Dog agility needs little explanation, but there is a new trend within canine sports that is becoming increasingly popular and this year, for the first time ever, Hoopers was featured in the main ring at Crufts.

Hoopers first appeared in the USA under NADAC (North American Dog Agility Council). Its popularity spread to Europe (primarily Switzerland and Norway), and now has reached the UK. This year has seen the formation of Canine Hoopers UK (CHUK), our own UK body for rules and regulations. This has facilitated a packed calendar of shows and competitions across the UK throughout 2018.

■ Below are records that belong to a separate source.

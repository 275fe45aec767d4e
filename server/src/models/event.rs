use chrono::{DateTime, Utc};
use serde::{Deserialize, Serialize};
use sqlx::FromRow;
use uuid::Uuid;
use validator::Validate;

/// An occasion attendees can register for.
///
/// `total_tickets` is informational: it is reported next to roster counts but is
/// never enforced against the number of issued registrations.
#[derive(Debug, Clone, Serialize, Deserialize, FromRow)]
#[serde(rename_all = "camelCase")]
pub struct Event {
    pub id: Uuid,
    pub name: String,
    pub description: Option<String>,
    pub date: DateTime<Utc>,
    pub location: String,
    pub total_tickets: i32,
    pub is_active: bool,
    pub created_at: DateTime<Utc>,
    pub updated_at: DateTime<Utc>,
}

#[derive(Debug, Clone, Deserialize, Validate)]
#[serde(rename_all = "camelCase")]
pub struct NewEvent {
    #[validate(length(min = 1, message = "Event name is required"))]
    pub name: String,
    pub description: Option<String>,
    pub date: DateTime<Utc>,
    #[validate(length(min = 1, message = "Location is required"))]
    pub location: String,
    #[validate(range(min = 0, message = "Ticket count cannot be negative"))]
    pub total_tickets: i32,
    #[serde(default = "default_active")]
    pub is_active: bool,
}

/// Partial update for an event; absent fields are left untouched.
#[derive(Debug, Clone, Default, Deserialize, Validate)]
#[serde(rename_all = "camelCase")]
pub struct EventPatch {
    #[validate(length(min = 1, message = "Event name is required"))]
    pub name: Option<String>,
    pub description: Option<String>,
    pub date: Option<DateTime<Utc>>,
    #[validate(length(min = 1, message = "Location is required"))]
    pub location: Option<String>,
    #[validate(range(min = 0, message = "Ticket count cannot be negative"))]
    pub total_tickets: Option<i32>,
    pub is_active: Option<bool>,
}

fn default_active() -> bool {
    true
}

impl Event {
    pub fn create(new: NewEvent, now: DateTime<Utc>) -> Self {
        Self {
            id: Uuid::new_v4(),
            name: new.name,
            description: new.description,
            date: new.date,
            location: new.location,
            total_tickets: new.total_tickets,
            is_active: new.is_active,
            created_at: now,
            updated_at: now,
        }
    }

    pub fn apply(&mut self, patch: EventPatch, now: DateTime<Utc>) {
        if let Some(name) = patch.name {
            self.name = name;
        }
        if let Some(description) = patch.description {
            self.description = Some(description);
        }
        if let Some(date) = patch.date {
            self.date = date;
        }
        if let Some(location) = patch.location {
            self.location = location;
        }
        if let Some(total_tickets) = patch.total_tickets {
            self.total_tickets = total_tickets;
        }
        if let Some(is_active) = patch.is_active {
            self.is_active = is_active;
        }
        self.updated_at = now;
    }
}

#[cfg(test)]
mod tests {
    use super::*;

    fn sample() -> NewEvent {
        NewEvent {
            name: "RustConf".to_string(),
            description: None,
            date: Utc::now(),
            location: "Hall A".to_string(),
            total_tickets: 200,
            is_active: true,
        }
    }

    #[test]
    fn test_patch_only_touches_given_fields() {
        let created = Utc::now();
        let mut event = Event::create(sample(), created);
        let later = created + chrono::Duration::minutes(5);

        event.apply(
            EventPatch {
                location: Some("Hall B".to_string()),
                is_active: Some(false),
                ..Default::default()
            },
            later,
        );

        assert_eq!(event.name, "RustConf");
        assert_eq!(event.location, "Hall B");
        assert!(!event.is_active);
        assert_eq!(event.total_tickets, 200);
        assert_eq!(event.created_at, created);
        assert_eq!(event.updated_at, later);
    }

    #[test]
    fn test_negative_capacity_is_rejected() {
        let mut new = sample();
        new.total_tickets = -1;
        assert!(new.validate().is_err());
    }
}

Unlike agility, Hoopers has no jumps. Instead, ground-level hoops are used for the dog to run through. It has the same pace and excitement as agility, but the courses are flowing and don’t involve the tight turns of agility, making it safer for dogs. There are no jumps or high impact equipment: just hoops, barrels and tunnels – not only making injury less likely, but also making it cheaper and more accessible for pet dog owners to partake and practice at home.

Hoopers is a low-impact sport suitable for all age dogs, including puppies and older dogs. Retired ex-agility dogs can return to dog sports through Hoopers. It’s not just ability dogs that this sport caters for: unlike agility, where you run the course with your dog, the long-term goal of Hoopers is to distance-handle everything. This means the owner stands still as the dog is directed around the course, through hand signals and verbal cues. This makes it an exciting, fast-paced dog sport that is accessible to owners with restricted mobility.

Points are scored in competition by managing to direct the dog through the elements of the course from a ‘handling’ box, staying within zones or remaining in one dedicated spot whilst your dog completes the full course.

What I love about Hoopers is that it really is so accessible. The equipment is cheap, you can even make it yourself, and it really is a sport that relies on building and developing the bond between the owner and dog

Gerry Moss, at Jay K9 based at The Willow Tree Canine Daycare – finalists in this years Pet Industry Federation Awards (PIFA) – was one of the first in the UK to become an accredited CHUK instructor.

“What I love about Hoopers is that it really is so accessible. The equipment is cheap, you can even make it yourself, and it really is a sport that relies on building and developing the bond between the owner and dog,” he said.

Jay K9 offers Hoopers classes from complete beginner level, at their training and behaviour centre based just outside Biggleswade. Contact them directly to find out further info and to introduce your dog to this fun sport on Facebook or through their website.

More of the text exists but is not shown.